I have briefly touched on the subject of Stanley and his bishops.  As I have no plans whatsoever for a career in the church, here goes!  Stanley’s bishop in Ireland once remarked that “Every diocese should have a Stanley” note the singular.  Presumably thoughts of more than one Stanley per diocese occasioned episcopal visions of ecclesiastical meltdown.  I have sometimes daydreamed on what a diocese with Stanley as a bishop would have been like.  I find it difficult to know whether to laugh or cry as the scenario develops before me. Rest assured, it would not have been bland. Smelling salts in Church House would certainly have been an essential fixture. Surprisingly, in general, Stanley had respect for the bishops under whom he served unless or until they gave him cause to think otherwise.  If you, as a bishop, received regular emails from him, you had his respect.  Well, discretion and an instinctive drive for self-preservation bids me stop here on that subject.

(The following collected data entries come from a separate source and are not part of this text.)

//! Single-pass conversion pipeline: enumerate, compress, append, patch.

use std::env;
use std::ffi::OsString;
use std::io;
use std::path::{Path, PathBuf};

use log::debug;

use crate::depth::{CompressionError, DepthCompressor, FrameSource, SourceError};
use crate::klg::{LogStats, LogWriter};
use crate::schema::{ConfigError, ConvertConfig};

/// Name of the optional JSON config file read by the CLI; never treated as
/// a frame.
pub const CONFIG_FILE_NAME: &str = "kinlog.json";

/// Convert every raw frame file in `dir` into one compressed `.klg` log.
///
/// Frames are processed in the order the directory listing reports them.
/// Each record's timestamp field carries the 0-based processing index,
/// since capture timestamps are unavailable here. Every processed filename
/// is printed to stdout.
///
/// Any failure aborts the whole run; there is no per-frame retry or
/// partial-success mode. The log file handle is released on every exit
/// path, and on error the file keeps its placeholder count of 0.
pub fn convert_dir<P: AsRef<Path>>(
    dir: P,
    config: &ConvertConfig,
) -> Result<ConvertStats, ConvertError> {
    let dir = dir.as_ref();
    config.validate()?;

    let mut source = FrameSource::open(dir, excluded_names(config))?;

    let log_path = dir.join(&config.log_name);
    let mut writer = LogWriter::create(&log_path).map_err(|source| ConvertError::CreateLog {
        path: log_path,
        source,
    })?;

    let mut compressor = DepthCompressor::new(config.frame_bytes(), config.level);
    let mut raw = vec![0u8; config.frame_bytes()];
    let mut raw_bytes: u64 = 0;

    while let Some(path) = source.next_frame(&mut raw)? {
        println!("{}", path.display());

        let compressed = compressor.compress_frame(&raw)?;
        debug!(
            "{}: {} -> {} bytes",
            path.display(),
            raw.len(),
            compressed.len()
        );

        let index = writer.frames_written() as i64;
        writer
            .append(index, compressed)
            .map_err(ConvertError::WriteRecord)?;
        raw_bytes += raw.len() as u64;
    }

    let log = writer.finalize().map_err(ConvertError::Finalize)?;
    Ok(ConvertStats { raw_bytes, log })
}

/// Entry names never treated as frames: the output log, the running
/// executable, and the CLI config file.
fn excluded_names(config: &ConvertConfig) -> Vec<OsString> {
    let mut names = vec![
        OsString::from(config.log_name.clone()),
        OsString::from(CONFIG_FILE_NAME),
    ];
    if let Some(exe) = env::current_exe()
        .ok()
        .and_then(|p| p.file_name().map(|n| n.to_os_string()))
    {
        names.push(exe);
    }
    names
}

/// Statistics from a completed conversion.
#[derive(Debug, Clone)]
pub struct ConvertStats {
    /// Raw depth bytes consumed.
    pub raw_bytes: u64,
    /// Finalized log statistics.
    pub log: LogStats,
}

impl std::fmt::Display for ConvertStats {
    fn fmt(&self, f: &mut std::fmt::Formatter<'_>) -> std::fmt::Result {
        write!(f, "{} ({} raw bytes in)", self.log, self.raw_bytes)
    }
}

/// A fatal conversion failure. Every variant aborts the run and leaves any
/// partially written log on disk unfinalized.
#[derive(Debug, thiserror::Error)]
pub enum ConvertError {
    #[error(transparent)]
    Config(#[from] ConfigError),
    #[error(transparent)]
    Source(#[from] SourceError),
    #[error(transparent)]
    Compression(#[from] CompressionError),
    #[error("failed to create log file {}", .path.display())]
    CreateLog {
        path: PathBuf,
        #[source]
        source: io::Error,
    },
    #[error("failed to write log record")]
    WriteRecord(#[source] io::Error),
    #[error("failed to finalize log header")]
    Finalize(#[source] io::Error),
}

impl ConvertError {
    /// Process exit code for this failure.
    pub fn exit_code(&self) -> i32 {
        match self {
            ConvertError::Config(_) => 2,
            ConvertError::Source(SourceError::List { .. })
            | ConvertError::Source(SourceError::Open { .. })
            | ConvertError::CreateLog { .. } => 3,
            ConvertError::Source(SourceError::Read { .. })
            | ConvertError::Source(SourceError::ShortRead { .. }) => 4,
            ConvertError::Compression(_) => 5,
            ConvertError::WriteRecord(_) | ConvertError::Finalize(_) => 6,
        }
    }
}
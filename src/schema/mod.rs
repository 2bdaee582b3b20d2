//! Schema module - Configuration types for depth log conversion.

mod config;

pub use config::*;
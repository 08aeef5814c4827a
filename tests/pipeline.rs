//! Fixture CSV through loader, summary, aggregates and charts.

use claims_dashboard::aggregate;
use claims_dashboard::charts::{self, ChartKind, FIGURE_HEIGHT, FIGURE_WIDTH};
use claims_dashboard::error::{LoadError, SummaryError};
use claims_dashboard::loader;
use claims_dashboard::summary;
use claims_dashboard::types::ClaimRecord;
use std::io::Write;
use std::path::PathBuf;

fn fixture_path() -> PathBuf {
    PathBuf::from(env!("CARGO_MANIFEST_DIR")).join("tests/fixtures/claims.csv")
}

fn fixture() -> Vec<ClaimRecord> {
    loader::load_claims(fixture_path()).expect("fixture loads").0
}

fn png_dimensions(png: &[u8]) -> (u32, u32) {
    let width = u32::from_be_bytes([png[16], png[17], png[18], png[19]]);
    let height = u32::from_be_bytes([png[20], png[21], png[22], png[23]]);
    (width, height)
}

#[test]
fn fixture_loads_with_extra_columns() {
    let (records, report) = loader::load_claims(fixture_path()).unwrap();
    assert_eq!(records.len(), 10);
    assert_eq!(report.total_rows, 10);
    assert_eq!(report.fraud_rows, 4);
    assert_eq!(report.first_incident.unwrap().to_string(), "2015-01-01");
    assert_eq!(report.last_incident.unwrap().to_string(), "2015-01-05");
}

#[test]
fn cards_match_fixture() {
    let records = fixture();
    let cards = summary::card_data(&records).unwrap();
    assert_eq!(cards.percent_fraud, "40.0%");
    assert_eq!(cards.fraud_loss, "US$ 100,000");
    assert_eq!(cards.average_claim, "US$ 5,500.0");
}

#[test]
fn aggregates_match_fixture() {
    let records = fixture();

    let cities: Vec<(String, usize)> = aggregate::fraud_by_city(&records)
        .into_iter()
        .map(|c| (c.category, c.count))
        .collect();
    assert_eq!(
        cities,
        vec![
            ("Columbus".to_string(), 2),
            ("Arlington".to_string(), 1),
            ("Springfield".to_string(), 1),
            ("Hillsdale".to_string(), 0),
            ("Riverwood".to_string(), 0),
        ]
    );

    let daily: Vec<usize> = aggregate::daily_counts(&records)
        .iter()
        .map(|d| d.count)
        .collect();
    assert_eq!(daily, vec![2, 2, 2, 2, 4]);

    let ages = aggregate::fraud_by_age_group(&records);
    assert_eq!(ages.len(), 9);
    assert_eq!(ages.iter().map(|a| a.count).sum::<usize>(), 4);

    let hours = aggregate::claims_by_hour(&records);
    let five = hours.iter().find(|h| h.category == "5").unwrap();
    assert_eq!((five.fraud, five.not_fraud), (1, 1));
}

#[test]
fn every_chart_is_a_full_size_png() {
    let records = fixture();
    let set = charts::render_all(&records).unwrap();
    assert_eq!(set.len(), 8);
    for (artifact, kind) in set.iter().zip(ChartKind::ALL) {
        assert_eq!(artifact.kind, kind);
        assert!(artifact.png.starts_with(b"\x89PNG\r\n\x1a\n"));
        assert_eq!(png_dimensions(&artifact.png), (FIGURE_WIDTH, FIGURE_HEIGHT));
        assert!(!artifact.base64.is_empty());
    }
    let city = set.get(ChartKind::IncidentCity).unwrap();
    assert_eq!(city.kind.slug(), "plot_incident_city");
}

#[test]
fn all_legit_dataset_has_no_fraud_cards() {
    let mut file = tempfile::NamedTempFile::new().unwrap();
    let text = std::fs::read_to_string(fixture_path()).unwrap().replace(",Y\n", ",N\n");
    file.write_all(text.as_bytes()).unwrap();

    let (records, report) = loader::load_claims(file.path()).unwrap();
    assert_eq!(report.fraud_rows, 0);
    assert_eq!(summary::card_data(&records), Err(SummaryError::NoFraudRows));
    assert_eq!(
        summary::average_claim(&records).unwrap(),
        summary::average_claim(&fixture()).unwrap()
    );
}

#[test]
fn unknown_flag_is_rejected_with_its_line() {
    let mut file = tempfile::NamedTempFile::new().unwrap();
    let text = std::fs::read_to_string(fixture_path())
        .unwrap()
        .replacen(",Y\n", ",maybe\n", 1);
    file.write_all(text.as_bytes()).unwrap();

    match loader::load_claims(file.path()) {
        Err(LoadError::InvalidValue { line, column, value, .. }) => {
            assert_eq!(line, 2);
            assert_eq!(column, "fraud_reported");
            assert_eq!(value, "maybe");
        }
        other => panic!("expected InvalidValue, got {other:?}"),
    }
}

#[test]
fn blank_police_report_cell_keeps_the_row() {
    let mut file = tempfile::NamedTempFile::new().unwrap();
    let text = std::fs::read_to_string(fixture_path())
        .unwrap()
        .replacen(",Columbus,5,YES,", ",Columbus,5,,", 1);
    file.write_all(text.as_bytes()).unwrap();

    let (records, report) = loader::load_claims(file.path()).unwrap();
    assert_eq!(report.total_rows, 10);
    assert_eq!(records[0].police_report_available, None);

    let cards = summary::card_data(&records).unwrap();
    assert_eq!(cards.percent_fraud, "40.0%");
    assert_eq!(cards.fraud_loss, "US$ 100,000");

    let police_rows: usize = aggregate::police_report_split(&records)
        .iter()
        .map(|s| s.fraud + s.not_fraud)
        .sum();
    assert_eq!(police_rows, 9);
    assert_eq!(charts::render_all(&records).unwrap().len(), 8);
}
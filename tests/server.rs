//! Drives the router in-process with `tower::ServiceExt::oneshot`.

use axum::body::Body;
use axum::http::{Request, StatusCode};
use claims_dashboard::loader;
use claims_dashboard::server::{router, AppState};
use http_body_util::BodyExt;
use std::io::Write;
use std::path::PathBuf;
use tower::ServiceExt;

fn fixture_path() -> PathBuf {
    PathBuf::from(env!("CARGO_MANIFEST_DIR")).join("tests/fixtures/claims.csv")
}

async fn get(state: AppState, uri: &str) -> (StatusCode, String) {
    let response = router(state)
        .oneshot(Request::builder().uri(uri).body(Body::empty()).unwrap())
        .await
        .unwrap();
    let status = response.status();
    let bytes = response.into_body().collect().await.unwrap().to_bytes();
    (status, String::from_utf8(bytes.to_vec()).unwrap())
}

fn image_payloads(html: &str) -> Vec<&str> {
    html.split("data:image/png;base64,")
        .skip(1)
        .map(|rest| rest.split('"').next().unwrap_or_default())
        .collect()
}

#[tokio::test]
async fn index_renders_cards_and_charts() {
    let (records, _) = loader::load_claims(fixture_path()).unwrap();
    let (status, html) = get(AppState::new(records), "/").await;

    assert_eq!(status, StatusCode::OK);
    assert!(html.contains("40.0%"));
    assert!(html.contains("US$ 100,000"));
    assert!(html.contains("US$ 5,500.0"));

    let images = image_payloads(&html);
    assert_eq!(images.len(), 8);
    assert!(images.iter().all(|b64| b64.starts_with("iVBORw0KGgo")));
}

#[tokio::test]
async fn reload_mode_reads_the_file_per_request() {
    let (status, html) = get(AppState::reloading(fixture_path()), "/").await;
    assert_eq!(status, StatusCode::OK);
    assert!(html.contains("40.0%"));
}

#[tokio::test]
async fn dataset_without_fraud_is_a_generic_500() {
    let mut file = tempfile::NamedTempFile::new().unwrap();
    let text = std::fs::read_to_string(fixture_path()).unwrap().replace(",Y\n", ",N\n");
    file.write_all(text.as_bytes()).unwrap();
    let (records, _) = loader::load_claims(file.path()).unwrap();

    let (status, body) = get(AppState::new(records), "/").await;
    assert_eq!(status, StatusCode::INTERNAL_SERVER_ERROR);
    assert_eq!(body, "Internal Server Error");
}

#[tokio::test]
async fn reload_of_missing_file_is_a_500() {
    let dir = tempfile::tempdir().unwrap();
    let (status, _) = get(AppState::reloading(dir.path().join("gone.csv")), "/").await;
    assert_eq!(status, StatusCode::INTERNAL_SERVER_ERROR);
}

#[tokio::test]
async fn other_paths_are_not_found() {
    let (records, _) = loader::load_claims(fixture_path()).unwrap();
    let (status, _) = get(AppState::new(records), "/charts").await;
    assert_eq!(status, StatusCode::NOT_FOUND);
}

Stanley did not do sentimentality, least of all in matters of faith.  Always in his target sights was the notion of God as the Sky Pixie who existed solely to hear our shopping list of self-centred prayers and to grant our selfish whims. He firmly believed that the path to the divine required the sacrifice of ego.  For him, the agony of Our Lord in the Garden of Gethsemane was a pivotal instruction on the Christian life.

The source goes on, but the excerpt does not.